[Material for this exercise — start]

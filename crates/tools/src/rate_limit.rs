//! Per-tool token buckets.

use rago_core::tool::RateLimit;
use std::time::Duration;
use tokio::time::Instant;

#[derive(Debug)]
pub struct TokenBucket {
    capacity: f64,
    tokens: f64,
    refill_per_sec: f64,
    last: Instant,
}

impl TokenBucket {
    /// Starts full.
    pub fn new(limit: RateLimit) -> Self {
        let capacity = f64::from(limit.capacity);
        Self {
            capacity,
            tokens: capacity,
            refill_per_sec: limit.refill_per_sec,
            last: Instant::now(),
        }
    }

    fn refill(&mut self) {
        let now = Instant::now();
        let elapsed = now.duration_since(self.last).as_secs_f64();
        self.tokens = (self.tokens + elapsed * self.refill_per_sec).min(self.capacity);
        self.last = now;
    }

    /// Take one token, or report how long until one is available.
    pub fn try_acquire(&mut self) -> Result<(), Duration> {
        self.refill();
        if self.tokens >= 1.0 {
            self.tokens -= 1.0;
            return Ok(());
        }
        let missing = 1.0 - self.tokens;
        let wait = if self.refill_per_sec > 0.0 {
            missing / self.refill_per_sec
        } else {
            f64::from(u32::MAX)
        };
        Err(Duration::from_secs_f64(wait))
    }
}

#[cfg(test)]
mod tests {
    use super::*;

    #[tokio::test(start_paused = true)]
    async fn exhausts_then_refills() {
        let mut bucket = TokenBucket::new(RateLimit {
            capacity: 2,
            refill_per_sec: 1.0,
        });
        assert!(bucket.try_acquire().is_ok());
        assert!(bucket.try_acquire().is_ok());

        let wait = bucket.try_acquire().unwrap_err();
        assert!(wait <= Duration::from_secs(1));

        tokio::time::advance(Duration::from_millis(1100)).await;
        assert!(bucket.try_acquire().is_ok());
        assert!(bucket.try_acquire().is_err());
    }

    #[tokio::test(start_paused = true)]
    async fn never_exceeds_capacity() {
        let mut bucket = TokenBucket::new(RateLimit {
            capacity: 1,
            refill_per_sec: 10.0,
        });
        tokio::time::advance(Duration::from_secs(5)).await;
        assert!(bucket.try_acquire().is_ok());
        assert!(bucket.try_acquire().is_err());
    }
}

[Material for this exercise — finish]

About this exercise
Please repeat the lines above exactly, beginning with the line that contains "self.tokens = (self.tokens" and ending with the final one.

Response
        self.tokens = (self.tokens + elapsed * self.refill_per_sec).min(self.capacity);
        self.last = now;
    }

    /// Take one token, or report how long until one is available.
    pub fn try_acquire(&mut self) -> Result<(), Duration> {
        self.refill();
        if self.tokens >= 1.0 {
            self.tokens -= 1.0;
            return Ok(());
        }
        let missing = 1.0 - self.tokens;
        let wait = if self.refill_per_sec > 0.0 {
            missing / self.refill_per_sec
        } else {
            f64::from(u32::MAX)
        };
        Err(Duration::from_secs_f64(wait))
    }
}

#[cfg(test)]
mod tests {
    use super::*;

    #[tokio::test(start_paused = true)]
    async fn exhausts_then_refills() {
        let mut bucket = TokenBucket::new(RateLimit {
            capacity: 2,
            refill_per_sec: 1.0,
        });
        assert!(bucket.try_acquire().is_ok());
        assert!(bucket.try_acquire().is_ok());

        let wait = bucket.try_acquire().unwrap_err();
        assert!(wait <= Duration::from_secs(1));

        tokio::time::advance(Duration::from_millis(1100)).await;
        assert!(bucket.try_acquire().is_ok());
        assert!(bucket.try_acquire().is_err());
    }

    #[tokio::test(start_paused = true)]
    async fn never_exceeds_capacity() {
        let mut bucket = TokenBucket::new(RateLimit {
            capacity: 1,
            refill_per_sec: 10.0,
        });
        tokio::time::advance(Duration::from_secs(5)).await;
        assert!(bucket.try_acquire().is_ok());
        assert!(bucket.try_acquire().is_err());
    }
}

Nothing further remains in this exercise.